Graças à boa vontade dos funcionários do consulado, consegui entrar com o processo, que deve durar um mês. Mas isso não vem ao caso. Eu não mencionaria minha ida sem graça a Frankfurt não fosse por uma exigência do consulado. Uma foto biométrica! A burocracia às vezes precisa transitar pela tênue linha que divide a padronização, tão cara à própria burocracia, do ridículo promovido pelas exceções, que dá cor às nossas vidas.
Foto biométrica é aquela que deve constar no passaporte moderno, com um chip do sei lá o quê, que facilita o controle e aumenta a autoridade que as tão injustas polícias federais mundo afora exercem sobre os viajantes. Os viajantes sofrem, mas nem sempre foi assim. Charles Darwin, Marcopolo, Jacques Cousteau e tantos outros que o digam. Dora, pena, nasceu viajante num mundo onde isso é perto de um crime, além de ser banal, quase brega. Quantos milhões de pessoas tiram as mesmas fotos, do Cristo Redentor, da Torre Eiffel e acreditam serem estas relíquias únicas no mundo.
Mas voltando à foto, é exigência do consulado que a pessoa fotografada esteja de olhos abertos, uma cara neutra, boca fechada e encarando a lente da câmera. Imaginem pedir isso para um bebê de menos de um mês de idade? Foram quarenta minutos de esforços da mãe e da avó para conseguir que a Dora fizesse pose. Ficou uma gracinha.
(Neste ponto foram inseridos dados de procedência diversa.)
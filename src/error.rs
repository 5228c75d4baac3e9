// src/error.rs
//! Error handling for the whole renderer core.
//!
//! - **Taxonomy**: compile failures, malformed SPIR-V, reflection conflicts, named-resource
//!   misses, uniform type mismatches, resource exhaustion, cache and config problems.
//! - **Features**: context chaining, stable error codes for user-facing dialogs, `is_*` helpers,
//!   and the release-mode tolerance helper used by the descriptor layer and render thread.

use std::fmt;
use thiserror::Error;

/// Main error type. Send + Sync + 'static so it can cross the render thread boundary.
#[derive(Error, Debug)]
#[non_exhaustive]
pub enum Error {
    /// I/O errors (shader files, cache blobs, config files).
    #[error("I/O error: {0}")]
    Io(#[from] std::io::Error),

    /// GLSL -> SPIR-V compilation rejected a stage.
    #[error("failed to compile {stage} shader: {message}")]
    ShaderCompile { stage: String, message: String },

    /// The SPIR-V word stream could not be decoded.
    #[error("malformed SPIR-V: {0}")]
    Spirv(String),

    /// Reflected resources could not be merged into a consistent layout.
    #[error("reflection error: {0}")]
    Reflection(String),

    /// A named descriptor or uniform lookup found nothing.
    #[error("no reflected resource named '{name}'")]
    UnknownResource { name: String },

    /// Typed uniform access did not match the reflected type tag.
    #[error("uniform '{name}' is {expected}, got {found}")]
    UniformType {
        name: String,
        expected: String,
        found: String,
    },

    /// Device limits or allocation budgets exceeded.
    #[error("resource exhausted: {0}")]
    ResourceExhausted(String),

    /// Shader cache blob could not be read or written.
    #[error("shader cache error: {0}")]
    Cache(String),

    /// Invalid renderer configuration.
    #[error("invalid configuration: {0}")]
    Config(String),

    /// Simple custom message.
    #[error("{0}")]
    Custom(String),

    /// Context chaining.
    #[error("{message}: {source}")]
    WithContext {
        message: String,
        #[source]
        source: Box<Error>,
    },
}

impl Error {
    #[inline]
    pub fn custom<S: Into<String>>(msg: S) -> Self {
        Self::Custom(msg.into())
    }

    /// Create a formatted custom error (like `format!` but returns `Error`).
    #[inline]
    pub fn format(args: fmt::Arguments) -> Self {
        Self::Custom(fmt::format(args))
    }

    #[inline]
    pub fn msg(msg: &'static str) -> Self {
        Self::Custom(msg.into())
    }

    /// Add context to any error (chainable).
    #[inline]
    pub fn context<C: Into<String>>(self, context: C) -> Self {
        Self::WithContext {
            message: context.into(),
            source: Box::new(self),
        }
    }

    #[inline]
    pub fn unknown_resource<S: Into<String>>(name: S) -> Self {
        Self::UnknownResource { name: name.into() }
    }

    /// The innermost error, skipping context layers.
    pub fn root(&self) -> &Error {
        match self {
            Error::WithContext { source, .. } => source.root(),
            other => other,
        }
    }

    /// Stable short code shown to users in error dialogs.
    pub fn code(&self) -> &'static str {
        match self.root() {
            Error::Io(_) => "E_IO",
            Error::ShaderCompile { .. } => "E_SHADER_COMPILE",
            Error::Spirv(_) => "E_SPIRV",
            Error::Reflection(_) => "E_REFLECTION",
            Error::UnknownResource { .. } => "E_UNKNOWN_RESOURCE",
            Error::UniformType { .. } => "E_UNIFORM_TYPE",
            Error::ResourceExhausted(_) => "E_RESOURCE_EXHAUSTED",
            Error::Cache(_) => "E_CACHE",
            Error::Config(_) => "E_CONFIG",
            Error::Custom(_) | Error::WithContext { .. } => "E_GENERIC",
        }
    }

    // === kind checks ===
    #[inline]
    pub fn is_io(&self) -> bool {
        matches!(self.root(), Error::Io(_))
    }

    #[inline]
    pub fn is_compile(&self) -> bool {
        matches!(self.root(), Error::ShaderCompile { .. } | Error::Spirv(_))
    }

    #[inline]
    pub fn is_unknown_resource(&self) -> bool {
        matches!(self.root(), Error::UnknownResource { .. })
    }

    #[inline]
    pub fn is_custom(&self) -> bool {
        matches!(self, Error::Custom(_))
    }
}

impl From<&str> for Error {
    fn from(msg: &str) -> Self {
        Error::Custom(msg.to_owned())
    }
}

impl From<String> for Error {
    fn from(msg: String) -> Self {
        Error::Custom(msg)
    }
}

impl From<bincode::Error> for Error {
    fn from(err: bincode::Error) -> Self {
        Error::Cache(err.to_string())
    }
}

impl From<serde_json::Error> for Error {
    fn from(err: serde_json::Error) -> Self {
        Error::Config(err.to_string())
    }
}

/// Convenient `Result` alias, use `crate::Result<T>` everywhere.
pub type Result<T> = std::result::Result<T, Error>;

/// Release-mode tolerance for descriptor-layer and render-thread errors.
///
/// Debug builds assert; release builds log and carry on with `None`.
#[track_caller]
pub fn tolerate<T>(result: Result<T>, what: &str) -> Option<T> {
    match result {
        Ok(value) => Some(value),
        Err(err) => {
            log::error!("{what}: {err}");
            debug_assert!(false, "{what}: {err}");
            None
        }
    }
}

#[cfg(test)]
mod tests {
    use super::*;

    #[test]
    fn code_looks_through_context() {
        let err = Error::unknown_resource("u_Missing").context("writing material set");
        assert_eq!(err.code(), "E_UNKNOWN_RESOURCE");
        assert!(err.is_unknown_resource());
        assert_eq!(
            err.to_string(),
            "writing material set: no reflected resource named 'u_Missing'"
        );
    }

    #[test]
    fn compile_errors_are_grouped() {
        let a = Error::ShaderCompile {
            stage: "fragment".into(),
            message: "syntax".into(),
        };
        let b = Error::Spirv("bad magic".into());
        assert!(a.is_compile() && b.is_compile());
        assert!(!Error::msg("x").is_compile());
    }

    #[test]
    fn tolerate_passes_ok_through() {
        assert_eq!(tolerate(Ok::<_, Error>(3), "value"), Some(3));
    }
}
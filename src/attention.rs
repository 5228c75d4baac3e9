// src/attention.rs
//! Getting the user's attention when something they edited breaks (a shader that no longer
//! compiles, a config that fails validation).

use std::sync::Arc;
use winit::window::{UserAttentionType, Window};

pub trait UserNotifier: Send + Sync {
    /// Flash the taskbar entry / bounce the dock icon.
    fn request_attention(&self);

    /// Show a short error report.
    fn report(&self, title: &str, message: &str);
}

/// Writes reports to the log. Used headless and in tests.
#[derive(Debug, Default, Clone, Copy)]
pub struct LogNotifier;

impl UserNotifier for LogNotifier {
    fn request_attention(&self) {}

    fn report(&self, title: &str, message: &str) {
        log::error!("{title}: {message}");
    }
}

impl UserNotifier for Window {
    fn request_attention(&self) {
        self.request_user_attention(Some(UserAttentionType::Critical));
    }

    fn report(&self, title: &str, message: &str) {
        log::error!("{title}: {message}");
        self.set_title(&format!("{title} - see log"));
    }
}

impl<T: UserNotifier + ?Sized> UserNotifier for Arc<T> {
    fn request_attention(&self) {
        (**self).request_attention();
    }

    fn report(&self, title: &str, message: &str) {
        (**self).report(title, message);
    }
}

#[cfg(test)]
pub(crate) mod testing {
    use super::*;
    use parking_lot::Mutex;

    /// Records every call, for asserting on reload failures.
    #[derive(Default)]
    pub struct RecordingNotifier {
        pub attention: Mutex<usize>,
        pub reports: Mutex<Vec<(String, String)>>,
    }

    impl UserNotifier for RecordingNotifier {
        fn request_attention(&self) {
            *self.attention.lock() += 1;
        }

        fn report(&self, title: &str, message: &str) {
            self.reports.lock().push((title.to_owned(), message.to_owned()));
        }
    }
}
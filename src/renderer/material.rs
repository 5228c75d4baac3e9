// src/renderer/material.rs
//! Materials and material registries.
//!
//! A [`Material`] pairs a shader with values for its reflected uniforms and images for the
//! sampled-image slots of the material set. Per-draw parameters live in the shader's
//! push-constant block; textures live in descriptor set [`MATERIAL_SET`].
//!
//! A [`MaterialRegistry`] is the list of materials a mesh (or an entity overriding the mesh)
//! draws its submeshes with. Registries are compared by identity when batching draws.

use crate::descriptor::{DescriptorResource, DescriptorSet, DescriptorSetLayer};
use crate::error::{Error, Result};
use crate::gpu::Image2D;
use crate::shader::reflect::ResourceKind;
use crate::shader::{SharedShader, UniformStorage, UniformValue};
use parking_lot::RwLock;
use std::collections::BTreeMap;
use std::sync::atomic::{AtomicU64, Ordering};
use std::sync::Arc;

/// Descriptor set index holding per-material textures.
pub const MATERIAL_SET: u32 = 1;

static NEXT_MATERIAL_ID: AtomicU64 = AtomicU64::new(1);
static NEXT_REGISTRY_ID: AtomicU64 = AtomicU64::new(1);

pub type SharedMaterial = Arc<RwLock<Material>>;

pub struct Material {
    id: u64,
    name: String,
    shader: SharedShader,
    shader_generation: u64,
    uniforms: UniformStorage,
    textures: BTreeMap<String, Arc<Image2D>>,
    /// Bumped whenever the bound textures change.
    revision: u64,
}

impl std::fmt::Debug for Material {
    fn fmt(&self, f: &mut std::fmt::Formatter<'_>) -> std::fmt::Result {
        f.debug_struct("Material")
            .field("id", &self.id)
            .field("name", &self.name)
            .field("textures", &self.textures.keys().collect::<Vec<_>>())
            .field("revision", &self.revision)
            .finish()
    }
}

impl Material {
    pub fn new(name: &str, shader: SharedShader) -> Self {
        let (uniforms, shader_generation) = {
            let shader = shader.read();
            (UniformStorage::new(shader.reflection()), shader.generation())
        };
        Self {
            id: NEXT_MATERIAL_ID.fetch_add(1, Ordering::Relaxed),
            name: name.to_owned(),
            shader,
            shader_generation,
            uniforms,
            textures: BTreeMap::new(),
            revision: 0,
        }
    }

    pub fn into_shared(self) -> SharedMaterial {
        Arc::new(RwLock::new(self))
    }

    pub fn id(&self) -> u64 {
        self.id
    }

    pub fn name(&self) -> &str {
        &self.name
    }

    pub fn shader(&self) -> &SharedShader {
        &self.shader
    }

    pub fn revision(&self) -> u64 {
        self.revision
    }

    pub fn uniforms(&self) -> &UniformStorage {
        &self.uniforms
    }

    pub fn set(&mut self, name: &str, value: impl Into<UniformValue>) -> Result<()> {
        self.uniforms.set(name, value)
    }

    pub fn get(&self, name: &str) -> Result<UniformValue> {
        self.uniforms.get(name)
    }

    pub fn get_as<T>(&self, name: &str) -> Result<T>
    where
        T: TryFrom<UniformValue, Error = Error>,
    {
        self.uniforms.get_as(name)
    }

    /// Names of the sampled images the shader declares in the material set.
    pub fn texture_slots(&self) -> Vec<String> {
        let shader = self.shader.read();
        shader
            .reflection()
            .sets
            .get(&MATERIAL_SET)
            .map(|set| set.sampled_images.iter().map(|image| image.name.clone()).collect())
            .unwrap_or_default()
    }

    /// `Ok` when `name` is a sampled image of the material set.
    pub fn check_texture_slot(&self, name: &str) -> Result<()> {
        let shader = self.shader.read();
        let resource = shader
            .reflection()
            .find_resource(name)
            .ok_or_else(|| Error::unknown_resource(name))?;
        if resource.kind != ResourceKind::SampledImage || resource.set != MATERIAL_SET {
            return Err(Error::Reflection(format!(
                "'{name}' is a {:?} in set {}, not a material texture",
                resource.kind, resource.set
            )));
        }
        Ok(())
    }

    pub fn set_texture(&mut self, name: &str, image: Arc<Image2D>) -> Result<()> {
        self.check_texture_slot(name)?;
        self.textures.insert(name.to_owned(), image);
        self.revision += 1;
        Ok(())
    }

    pub fn texture(&self, name: &str) -> Option<&Arc<Image2D>> {
        self.textures.get(name)
    }

    /// Bytes of the first push-constant block, pushed once per draw.
    pub fn push_constants(&self) -> Option<&[u8]> {
        self.uniforms.push_constant_bytes(0)
    }

    pub fn take_dirty(&mut self) -> bool {
        self.uniforms.take_dirty()
    }

    pub fn is_stale(&self) -> bool {
        self.shader.read().generation() != self.shader_generation
    }

    /// Follow a shader reload: rebuild the uniform storage from the new reflection,
    /// keeping every value whose name and type survived, and drop textures for removed slots.
    /// Returns whether anything was rebuilt.
    pub fn rebuild(&mut self) -> bool {
        if !self.is_stale() {
            return false;
        }
        let (mut uniforms, generation) = {
            let shader = self.shader.read();
            (UniformStorage::new(shader.reflection()), shader.generation())
        };
        for uniform in self.uniforms.uniforms() {
            if let Ok(value) = self.uniforms.get(&uniform.name) {
                if uniforms.set(&uniform.name, value).is_err() {
                    log::debug!("Material '{}': '{}' reset after reload", self.name, uniform.name);
                }
            }
        }
        let slots = self.texture_slots();
        self.textures.retain(|name, _| slots.contains(name));
        self.uniforms = uniforms;
        self.shader_generation = generation;
        self.revision += 1;
        true
    }

    /// Fill `set` (the material set) from this material, using `fallback` for empty slots.
    pub fn write_descriptors(
        &self,
        layer: &DescriptorSetLayer,
        set: &mut DescriptorSet,
        fallback: &Arc<Image2D>,
        sampler: &Arc<wgpu::Sampler>,
    ) -> Result<()> {
        let Some(desc) = layer.set_layout(set.set()) else {
            return Ok(());
        };
        for binding in &desc.bindings {
            match binding.kind {
                ResourceKind::SampledImage => {
                    let image = self.textures.get(&binding.name).unwrap_or(fallback);
                    set.write_binding(binding.entry.binding, DescriptorResource::Image(Arc::clone(image)));
                }
                ResourceKind::Sampler => {
                    set.write_binding(binding.entry.binding, DescriptorResource::Sampler(Arc::clone(sampler)));
                }
                _ => {}
            }
        }
        set.write_all_uniform_buffers(layer)
    }
}

#[derive(Debug, Clone, Default)]
pub struct MaterialSlot {
    pub material: Option<SharedMaterial>,
    /// An override registry only wins when at least one of its slots is active.
    pub overridden: bool,
}

/// Materials indexed by submesh material index.
#[derive(Debug)]
pub struct MaterialRegistry {
    id: u64,
    slots: RwLock<Vec<MaterialSlot>>,
}

impl MaterialRegistry {
    pub fn new(slot_count: usize) -> Self {
        Self {
            id: NEXT_REGISTRY_ID.fetch_add(1, Ordering::Relaxed),
            slots: RwLock::new(vec![MaterialSlot::default(); slot_count]),
        }
    }

    pub fn id(&self) -> u64 {
        self.id
    }

    pub fn len(&self) -> usize {
        self.slots.read().len()
    }

    pub fn is_empty(&self) -> bool {
        self.slots.read().is_empty()
    }

    fn slot_mut(slots: &mut Vec<MaterialSlot>, index: usize) -> &mut MaterialSlot {
        if index >= slots.len() {
            slots.resize(index + 1, MaterialSlot::default());
        }
        &mut slots[index]
    }

    pub fn set_material(&self, index: usize, material: SharedMaterial) {
        let mut slots = self.slots.write();
        Self::slot_mut(&mut slots, index).material = Some(material);
    }

    /// Set `material` for `index` and mark the slot as an active override.
    pub fn set_override(&self, index: usize, material: SharedMaterial) {
        let mut slots = self.slots.write();
        let slot = Self::slot_mut(&mut slots, index);
        slot.material = Some(material);
        slot.overridden = true;
    }

    pub fn clear_override(&self, index: usize) {
        if let Some(slot) = self.slots.write().get_mut(index) {
            slot.overridden = false;
        }
    }

    pub fn material(&self, index: usize) -> Option<SharedMaterial> {
        self.slots.read().get(index).and_then(|slot| slot.material.clone())
    }

    pub fn has_any_override(&self) -> bool {
        self.slots.read().iter().any(|slot| slot.overridden)
    }

    /// Every material, for reload bookkeeping.
    pub fn materials(&self) -> Vec<SharedMaterial> {
        self.slots.read().iter().filter_map(|slot| slot.material.clone()).collect()
    }
}

#[cfg(test)]
mod tests {
    use super::*;
    use crate::shader::Shader;
    use glam::Vec4;

    const LIT: &str = "#type vertex\n#version 450\nlayout(location = 0) in vec3 a_Position;\nvoid main() {\n    gl_Position = vec4(a_Position, 1.0);\n}\n#type fragment\n#version 450\nlayout(push_constant) uniform Material {\n    vec4 AlbedoColor;\n    float Roughness;\n} u_Material;\nlayout(set = 1, binding = 0) uniform texture2D u_AlbedoTexture;\nlayout(set = 1, binding = 1) uniform sampler u_MaterialSampler;\nlayout(location = 0) out vec4 o_Color;\nvoid main() {\n    o_Color = texture(sampler2D(u_AlbedoTexture, u_MaterialSampler), vec2(0.5)) * u_Material.AlbedoColor * u_Material.Roughness;\n}\n";

    fn shader(text: &str) -> SharedShader {
        Arc::new(RwLock::new(Shader::from_source("Lit", text, None).unwrap()))
    }

    #[test]
    fn typed_values_round_through_push_constants() {
        let mut material = Material::new("Red", shader(LIT));
        material.set("u_Material.AlbedoColor", Vec4::new(1.0, 0.0, 0.0, 1.0)).unwrap();
        material.set("u_Material.Roughness", 0.5f32).unwrap();
        assert_eq!(material.get_as::<Vec4>("u_Material.AlbedoColor").unwrap(), Vec4::new(1.0, 0.0, 0.0, 1.0));
        assert_eq!(material.get_as::<f32>("u_Material.Roughness").unwrap(), 0.5);
        assert_eq!(&material.push_constants().unwrap()[16..20], &0.5f32.to_le_bytes());

        let err = material.set("u_Material.Roughness", 1i32).unwrap_err();
        assert_eq!(err.code(), "E_UNIFORM_TYPE");
        assert!(material.set("u_Material.Metalness", 1.0f32).unwrap_err().is_unknown_resource());
    }

    #[test]
    fn texture_slots_come_from_the_material_set() {
        let material = Material::new("Red", shader(LIT));
        assert_eq!(material.texture_slots(), vec!["u_AlbedoTexture".to_owned()]);
        material.check_texture_slot("u_AlbedoTexture").unwrap();
        assert!(material.check_texture_slot("u_NormalTexture").unwrap_err().is_unknown_resource());
        assert_eq!(material.check_texture_slot("u_MaterialSampler").unwrap_err().code(), "E_REFLECTION");
    }

    #[test]
    fn reload_keeps_values_that_still_fit() {
        let shared = shader(LIT);
        let mut material = Material::new("Red", Arc::clone(&shared));
        material.set("u_Material.AlbedoColor", Vec4::splat(0.25)).unwrap();
        material.set("u_Material.Roughness", 0.75f32).unwrap();
        assert!(!material.rebuild());

        let changed = LIT.replace("float Roughness;", "int Roughness;").replace(
            "* u_Material.Roughness",
            "* float(u_Material.Roughness)",
        );
        shared.write().recompile_from(&changed).unwrap();
        assert!(material.is_stale());
        assert!(material.rebuild());
        assert_eq!(material.get_as::<Vec4>("u_Material.AlbedoColor").unwrap(), Vec4::splat(0.25));
        assert_eq!(material.get_as::<i32>("u_Material.Roughness").unwrap(), 0);
        assert!(!material.is_stale());
    }

    #[test]
    fn registry_overrides() {
        let registry = MaterialRegistry::new(2);
        let other = MaterialRegistry::new(2);
        assert_ne!(registry.id(), other.id());
        assert!(registry.material(0).is_none());

        let red = Material::new("Red", shader(LIT)).into_shared();
        registry.set_material(0, Arc::clone(&red));
        assert!(!registry.has_any_override());
        registry.set_override(3, red);
        assert_eq!(registry.len(), 4);
        assert!(registry.has_any_override());
        registry.clear_override(3);
        assert!(!registry.has_any_override());
        assert_eq!(registry.materials().len(), 2);
    }
}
Ela também já sorri, e consegui flagrá-la num desses momentos, raros, de felicidade. O resto é só chorar, dormir, chorar de novo, mamar, e chorar mais um pouquinho. Vamos ver se as cólicas passam em breve.

Teve também o dia da roupinha South Park, presente da Fafá, tão útil aqui na terra do gelo.

E também o dia da manta da mamma, em que a Dora revelou sua origem Lage Fazito.

A Aninha chega em BH no final de março, quando vocês poderão ver a Dora de perto. Até lá, vamos ver se sobra tempo para postar mais algumas fotos.